Je dis pas ça par élitisme ou quoi que ce soit de semblable, mais faut revenir à la réalité ; la prog c'est un métier, ça s'improvise pas, surtout dans le cas des pages web un peu "sensibles" et qu'on s'aventure dans le domaine de la sécurité

Je pense être pas mal capable en procédural, mais mon code est loin d'être optimisé, je demandais juste un site donnant les méthodes à employer plutôt que d'autres that's all

Et bah t'as la réponse Après si t'as peur des i ou des requêtes préparées on peut rien pour toi

Non non, pas peur des i ni des requêtes préparées
 
Je vais me plonger un peu plus dans la doc php alors

Visiblement, mon serveur utilisé pour les tests sous easyphp ne possède pas le module mysqli

alors tu commences par virer esayphp et mettre wamp qui est à jour

Ou simplement aller activer l'extension mysqli dansl e php.ini, le début de la prise en main

Je vais peut être passer à Wamp pendant les vacances, j'en entend que du bien (ce qui n'est pas le cas de easyhp).

J'ai un peu peur pour le transfert des bases sql mais bon, y'a pas de raisons, j'ai tout sauvé avec l'utilitaire de mysql "Mysql administrator"

meme pas besoin , un simple copier coller de tes bases suffira , si tu veux pas te compliquer la vie

a noter quand meme qu'il risquqe d'y avori quelques incompatibilités lors de la montée de version de php et de mysql

Très franchement, si tu veux mieux apprendre le fonctionnement d'Apache/PHP/MySQL, tente l'installation séparée des composants par toi-même.

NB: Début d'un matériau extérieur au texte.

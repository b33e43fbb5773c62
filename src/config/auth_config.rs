//! # Authentication Configuration Module
//!
//! OAuth 프로바이더, 세션 토큰, 계정 연동 정책 등 인증 관련 설정을 관리합니다.
//! 모든 값은 환경 변수에서 읽으며, 누락 시 개발용 기본값을 사용합니다.
//!
//! ## 환경 변수
//!
//! ### Google OAuth
//! ```bash
//! export GOOGLE_CLIENT_ID="your-google-client-id"
//! export GOOGLE_CLIENT_SECRET="your-google-client-secret"
//! export GOOGLE_REDIRECT_URI="http://localhost:8080/google/auth"
//! ```
//!
//! ### GitHub OAuth
//! ```bash
//! export GITHUB_CLIENT_ID="your-github-client-id"
//! export GITHUB_CLIENT_SECRET="your-github-client-secret"
//! export GITHUB_REDIRECT_URI="http://localhost:8080/github/auth"
//! ```
//!
//! ### 세션
//! ```bash
//! export SESSION_SECRET="your-session-signing-key"
//! export SESSION_EXPIRATION_HOURS="24"
//! export REMEMBER_ME_ENABLED="true"
//! export REMEMBER_ME_DAYS="30"
//! export SESSION_STORE="redis"   # redis | memory
//! ```
//!
//! ### 라우트 / 계정 연동
//! ```bash
//! export APP_HOME_ROUTE="/"
//! export AUTH_FAILURE_ROUTE="/?error=authentication_failed"
//! export OAUTH_LINK_UNBOUND_ACCOUNTS="false"
//! ```

use std::env;
use std::fmt;

/// 지원하는 외부 인증 프로바이더
///
/// 레코드 생성 시 한 번 정해지며 이후 변경되지 않습니다.
#[derive(Debug, Clone, Copy, PartialEq, Eq, Hash, serde::Serialize, serde::Deserialize)]
#[serde(rename_all = "lowercase")]
pub enum AuthProvider {
    Google,

    GitHub,
}

impl AuthProvider {
    /// URL 경로 세그먼트에서 프로바이더를 파싱합니다 (대소문자 무관).
    pub fn from_str(s: &str) -> Result<Self, String> {
        match s.to_lowercase().as_str() {
            "google" => Ok(AuthProvider::Google),
            "github" => Ok(AuthProvider::GitHub),
            _ => Err(format!("Unsupported auth provider: {}", s)),
        }
    }

    pub fn as_str(&self) -> &'static str {
        match self {
            AuthProvider::Google => "google",
            AuthProvider::GitHub => "github",
        }
    }
}

impl fmt::Display for AuthProvider {
    fn fmt(&self, f: &mut fmt::Formatter<'_>) -> fmt::Result {
        f.write_str(self.as_str())
    }
}

/// 단일 OAuth 클라이언트 구성
///
/// 엔드포인트를 모두 값으로 보관하므로 테스트에서 목 서버 주소로 바꿔 끼울 수 있습니다.
#[derive(Debug, Clone, PartialEq)]
pub struct OAuthClientSettings {
    pub client_id: String,
    pub client_secret: String,
    pub redirect_uri: String,
    pub auth_uri: String,
    pub token_uri: String,
    pub userinfo_uri: String,
    /// 동의 화면에서 요청할 고정 스코프 목록
    pub scopes: Vec<String>,
}

fn env_or(key: &str, default: &str) -> String {
    env::var(key).unwrap_or_else(|_| default.to_string())
}

/// 파싱 실패 시 기본값, 0 이하는 1
fn positive_or(raw: &str, default: i64) -> i64 {
    raw.trim().parse::<i64>().map(|v| v.max(1)).unwrap_or(default)
}

fn non_empty_env(key: &str) -> Option<String> {
    env::var(key).ok().filter(|v| !v.trim().is_empty())
}

pub struct GoogleOAuthConfig;

impl GoogleOAuthConfig {
    pub const DEFAULT_SCOPES: [&'static str; 2] = ["email", "profile"];

    /// Google 클라이언트 설정을 읽습니다.
    ///
    /// `GOOGLE_CLIENT_ID`와 `GOOGLE_CLIENT_SECRET`이 없으면 `None`을 반환하고
    /// Google 로그인은 비활성화됩니다.
    pub fn settings() -> Option<OAuthClientSettings> {
        let client_id = non_empty_env("GOOGLE_CLIENT_ID")?;
        let client_secret = non_empty_env("GOOGLE_CLIENT_SECRET")?;

        Some(OAuthClientSettings {
            client_id,
            client_secret,
            redirect_uri: env_or("GOOGLE_REDIRECT_URI", "http://localhost:8080/google/auth"),
            auth_uri: env_or("GOOGLE_AUTH_URI", "https://accounts.google.com/o/oauth2/auth"),
            token_uri: env_or("GOOGLE_TOKEN_URI", "https://oauth2.googleapis.com/token"),
            userinfo_uri: env_or("GOOGLE_USERINFO_URI", "https://www.googleapis.com/oauth2/v2/userinfo"),
            scopes: Self::DEFAULT_SCOPES.iter().map(|s| s.to_string()).collect(),
        })
    }
}

pub struct GithubOAuthConfig;

impl GithubOAuthConfig {
    pub const DEFAULT_SCOPES: [&'static str; 2] = ["read:user", "user:email"];

    pub fn settings() -> Option<OAuthClientSettings> {
        let client_id = non_empty_env("GITHUB_CLIENT_ID")?;
        let client_secret = non_empty_env("GITHUB_CLIENT_SECRET")?;

        Some(OAuthClientSettings {
            client_id,
            client_secret,
            redirect_uri: env_or("GITHUB_REDIRECT_URI", "http://localhost:8080/github/auth"),
            auth_uri: env_or("GITHUB_AUTH_URI", "https://github.com/login/oauth/authorize"),
            token_uri: env_or("GITHUB_TOKEN_URI", "https://github.com/login/oauth/access_token"),
            userinfo_uri: env_or("GITHUB_USERINFO_URI", "https://api.github.com/user"),
            scopes: Self::DEFAULT_SCOPES.iter().map(|s| s.to_string()).collect(),
        })
    }
}

/// 세션 토큰 저장소 종류
#[derive(Debug, Clone, Copy, PartialEq)]
pub enum SessionStoreKind {
    Redis,
    Memory,
}

/// 세션 토큰 관련 설정
#[derive(Debug, Clone)]
pub struct SessionSettings {
    pub secret: String,
    pub expiration_hours: i64,
    pub remember_me_enabled: bool,
    pub remember_me_days: i64,
}

impl Default for SessionSettings {
    fn default() -> Self {
        Self {
            secret: "session-secret".to_string(),
            expiration_hours: 24,
            remember_me_enabled: true,
            remember_me_days: 30,
        }
    }
}

pub struct SessionConfig;

impl SessionConfig {
    pub fn secret() -> String {
        env::var("SESSION_SECRET")
            .unwrap_or_else(|_| {
                log::warn!("SESSION_SECRET not set, using default (not secure for production!)");
                "session-secret".to_string()
            })
    }

    /// 0 이하 값은 1로 보정합니다.
    pub fn expiration_hours() -> i64 {
        positive_or(&env_or("SESSION_EXPIRATION_HOURS", "24"), 24)
    }

    pub fn remember_me_enabled() -> bool {
        env_or("REMEMBER_ME_ENABLED", "true")
            .parse()
            .unwrap_or(true)
    }

    /// 0 이하 값은 1로 보정합니다. Redis `SET EX 0`은 거부됩니다.
    pub fn remember_me_days() -> i64 {
        positive_or(&env_or("REMEMBER_ME_DAYS", "30"), 30)
    }

    pub fn store_kind() -> SessionStoreKind {
        match env_or("SESSION_STORE", "redis").to_lowercase().as_str() {
            "memory" => SessionStoreKind::Memory,
            _ => SessionStoreKind::Redis,
        }
    }

    pub fn settings() -> SessionSettings {
        SessionSettings {
            secret: Self::secret(),
            expiration_hours: Self::expiration_hours(),
            remember_me_enabled: Self::remember_me_enabled(),
            remember_me_days: Self::remember_me_days(),
        }
    }
}

/// 로그인 결과에 따른 리다이렉트 경로
#[derive(Debug, Clone, PartialEq)]
pub struct RouteSettings {
    pub home_route: String,
    pub failure_route: String,
}

impl Default for RouteSettings {
    fn default() -> Self {
        Self {
            home_route: "/".to_string(),
            failure_route: "/?error=authentication_failed".to_string(),
        }
    }
}

pub struct RouteConfig;

impl RouteConfig {
    pub fn settings() -> RouteSettings {
        let defaults = RouteSettings::default();
        RouteSettings {
            home_route: env_or("APP_HOME_ROUTE", &defaults.home_route),
            failure_route: env_or("AUTH_FAILURE_ROUTE", &defaults.failure_route),
        }
    }
}

/// 이메일로 찾은 기존 계정에 외부 id를 붙일지 결정하는 정책
#[derive(Debug, Clone, Copy, PartialEq, Eq, Default)]
pub enum AccountLinkPolicy {
    /// 이메일 일치 레코드를 그대로 반환 (쓰기 없음)
    #[default]
    EmailOnly,
    /// 같은 프로바이더이고 `client_id`가 비어있는 경우에만 외부 id를 연결
    AttachWhenUnbound,
}

pub struct ResolverConfig;

impl ResolverConfig {
    pub fn link_policy() -> AccountLinkPolicy {
        match env_or("OAUTH_LINK_UNBOUND_ACCOUNTS", "false").parse::<bool>() {
            Ok(true) => AccountLinkPolicy::AttachWhenUnbound,
            _ => AccountLinkPolicy::EmailOnly,
        }
    }
}

#[cfg(test)]
mod tests {
    use super::*;

    #[test]
    fn test_lifetimes_are_at_least_one() {
        assert_eq!(positive_or("0", 30), 1);
        assert_eq!(positive_or("-5", 24), 1);
        assert_eq!(positive_or(" 7 ", 30), 7);
        assert_eq!(positive_or("abc", 30), 30);
    }

    #[test]
    fn test_auth_provider_from_string() {
        assert_eq!(AuthProvider::from_str("google").unwrap(), AuthProvider::Google);
        assert_eq!(AuthProvider::from_str("github").unwrap(), AuthProvider::GitHub);

        // 대소문자 무관 테스트
        assert_eq!(AuthProvider::from_str("GOOGLE").unwrap(), AuthProvider::Google);
        assert_eq!(AuthProvider::from_str("GitHub").unwrap(), AuthProvider::GitHub);

        // 지원하지 않는 프로바이더 테스트
        assert!(AuthProvider::from_str("twitter").is_err());
        assert!(AuthProvider::from_str("").is_err());
    }

    #[test]
    fn test_auth_provider_serialization_matches_path_segment() {
        for provider in [AuthProvider::Google, AuthProvider::GitHub] {
            let json = serde_json::to_string(&provider).unwrap();
            assert_eq!(json, format!("\"{}\"", provider.as_str()));

            let deserialized: AuthProvider = serde_json::from_str(&json).unwrap();
            assert_eq!(provider, deserialized);
        }
    }

    #[test]
    fn test_default_scopes() {
        assert_eq!(GoogleOAuthConfig::DEFAULT_SCOPES, ["email", "profile"]);
        assert!(GithubOAuthConfig::DEFAULT_SCOPES.contains(&"user:email"));
    }

    #[test]
    fn test_link_policy_defaults_to_email_only() {
        assert_eq!(AccountLinkPolicy::default(), AccountLinkPolicy::EmailOnly);
    }

    #[test]
    fn test_route_defaults() {
        let routes = RouteSettings::default();
        assert_eq!(routes.home_route, "/");
        assert!(routes.failure_route.starts_with('/'));
    }
}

C'est simple et ça te permettra aussi de voir comment personnaliser ton serveur selon tes besoins.
Les packages prêts à l'emploi comme Easyphp ou Wamp sont certes pratiques à l'install mais ne comportent pas forcément les dernières mises à jour (parfois importantes pour la sécu) et leur configuration de base peut s'avérer trop lourde ou trop légère en fonction de tes besoins.

Surtout que tout existe en .msi maintenant

http://www.quiappeler.com/index.php?page=index.php    
Corrige déjà cette faille. Elle permet de provoquer un 'déni de service'.